The Chief Justice was reacting to a lawyer, advocate N.K. Goswami, who expressed anxiety at the manner in which a courtroom observation from the Bench is being “distorted” online despite a clarification from the top judge.

Chief Justice of India Surya Kant’s reported references to “cockroach” in reference to fake law degree holders during the hearing of a writ petition on May 15 spawned a public furore and a viral online platform, Cockroach Janta Party.

The Chief Justice had clarified the next day in a statement that he was misquoted by sections of the media and had the greatest concern and respect for the youths of the country.

On Monday, Chief Justice Kant said there was “no grave urgency” to entertain a writ petition filed by an apex court lawyer seeking a probe into the “activities” of a “digital-political formation”, Cockroach Janta Party, and the commercial exploitation, trademark appropriation and monetised circulation of oral remarks made in court proceedings.
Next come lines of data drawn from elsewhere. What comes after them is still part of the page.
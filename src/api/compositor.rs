use tracing::trace;

use crate::core::{AxisTicks, LinearScale, SeriesSet, Viewport};
use crate::error::ChartResult;
use crate::render::{LinePrimitive, PlotRect, RenderFrame, TextHAlign, TextPrimitive};

use super::ChartStyle;
use super::label_format::LabelFormatter;

/// Rotation applied to x-axis labels so long values do not collide.
pub const X_LABEL_ROTATION_DEG: f64 = -45.0;

/// Inputs of one composite pass, borrowed from the engine.
#[derive(Debug, Clone, Copy)]
pub struct Compositor<'a> {
    pub viewport: Viewport,
    pub plot: Option<PlotRect>,
    pub data: &'a SeriesSet,
    pub x_ticks: &'a AxisTicks,
    pub y_ticks: &'a AxisTicks,
    pub x_formatter: &'a LabelFormatter,
    pub y_formatter: &'a LabelFormatter,
    pub x_value_labels: bool,
    pub y_value_labels: bool,
    pub style: &'a ChartStyle,
}

impl Compositor<'_> {
    /// Builds the overlay frame around the off-screen plot surface.
    ///
    /// Without data or without a plot area the frame is empty, which the
    /// backend paints as a blank widget.
    pub fn compose(&self) -> ChartResult<RenderFrame> {
        let mut frame = RenderFrame::new(self.viewport);
        let Some(plot) = self.plot else {
            return Ok(frame);
        };
        if !self.data.has_points() {
            return Ok(frame);
        }

        let x_scale = LinearScale::from_ticks(self.x_ticks)?;
        let y_scale = LinearScale::from_ticks(self.y_ticks)?;

        if self.y_ticks.enabled {
            for value in self.y_ticks.tick_values() {
                let y = plot.y + y_scale.to_pixel_inverted(value, plot.height);
                frame.grid_lines.push(self.grid_line(plot.x, y, plot.right(), y));
                frame.texts.push(self.y_label(plot, y, value));
            }
        }

        if self.x_ticks.enabled {
            for value in self.x_ticks.tick_values() {
                let x = plot.x + x_scale.to_pixel(value, plot.width);
                frame.grid_lines.push(self.grid_line(x, plot.y, x, plot.bottom()));
                frame.texts.push(self.x_label(plot, x, value));
            }
        }

        if self.x_value_labels || self.y_value_labels {
            for line in self.data.series().iter().filter(|line| line.is_drawable()) {
                for point in line.points() {
                    if self.y_value_labels {
                        let y = plot.y + y_scale.to_pixel_inverted(point.y, plot.height);
                        frame.texts.push(self.y_label(plot, y, point.y));
                    }
                    if self.x_value_labels {
                        let x = plot.x + x_scale.to_pixel(point.x, plot.width);
                        frame.grid_lines.push(self.grid_line(x, plot.y, x, plot.bottom()));
                        frame.texts.push(self.x_label(plot, x, point.x));
                    }
                }
            }
        }

        frame.plot = Some(plot);

        let axis_width = self.style.axis_stroke_width_px();
        let axis_color = self.style.axis_color;
        frame.axis_lines.push(LinePrimitive::new(
            plot.x,
            plot.y,
            plot.x,
            plot.bottom() + axis_width / 2.0,
            axis_width,
            axis_color,
        ));
        frame.axis_lines.push(LinePrimitive::new(
            plot.x,
            plot.bottom(),
            plot.right(),
            plot.bottom(),
            axis_width,
            axis_color,
        ));

        trace!(
            grid_lines = frame.grid_lines.len(),
            texts = frame.texts.len(),
            "composed chart frame"
        );
        Ok(frame)
    }

    fn grid_line(&self, x1: f64, y1: f64, x2: f64, y2: f64) -> LinePrimitive {
        LinePrimitive::new(
            x1,
            y1,
            x2,
            y2,
            self.style.grid_stroke_width_px(),
            self.style.grid_color,
        )
    }

    fn y_label(&self, plot: PlotRect, y: f64, value: f64) -> TextPrimitive {
        let font = self.style.label_font_size_px();
        TextPrimitive::new(
            self.y_formatter.format(value),
            plot.x - self.style.axis_label_padding_px(),
            y + font / 2.0,
            font,
            self.style.label_color,
            TextHAlign::Right,
        )
    }

    fn x_label(&self, plot: PlotRect, x: f64, value: f64) -> TextPrimitive {
        let font = self.style.label_font_size_px();
        TextPrimitive::new(
            self.x_formatter.format(value),
            x + font / 2.0,
            plot.bottom() + font / 2.0 + self.style.axis_label_padding_px(),
            font,
            self.style.label_color,
            TextHAlign::Right,
        )
        .with_rotation(X_LABEL_ROTATION_DEG)
    }
}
Advocate Raja Choudhary has arraigned the Union government, the Ministry of Electronics and Information Technology, Bar Council of India and the Central Bureau of Investigation (CBI) as respondents in the case.

Mr. Choudhary, represented by advocate Rajesh Singh Chouhan, has said the petition was not an attack on fair criticism, democratic dissent, satire, and constitutionally protected free speech, but a challenge to organised commercial exploitation and distortion of solemn court hearings into a “viral spectacle” online.

He has said judicial hearings and exchanges between judges and lawyers metamorphose into clipped fragments, outrage algorithms, trolling cultures, meme warfare, emotional mobilisation, and monetised virality.

“Isolated fragments of oral proceedings are selectively clipped, meme-ified, mimicked, commercially circulated, and transformed into viral digital content detached from constitutional and procedural context,” the petition has said.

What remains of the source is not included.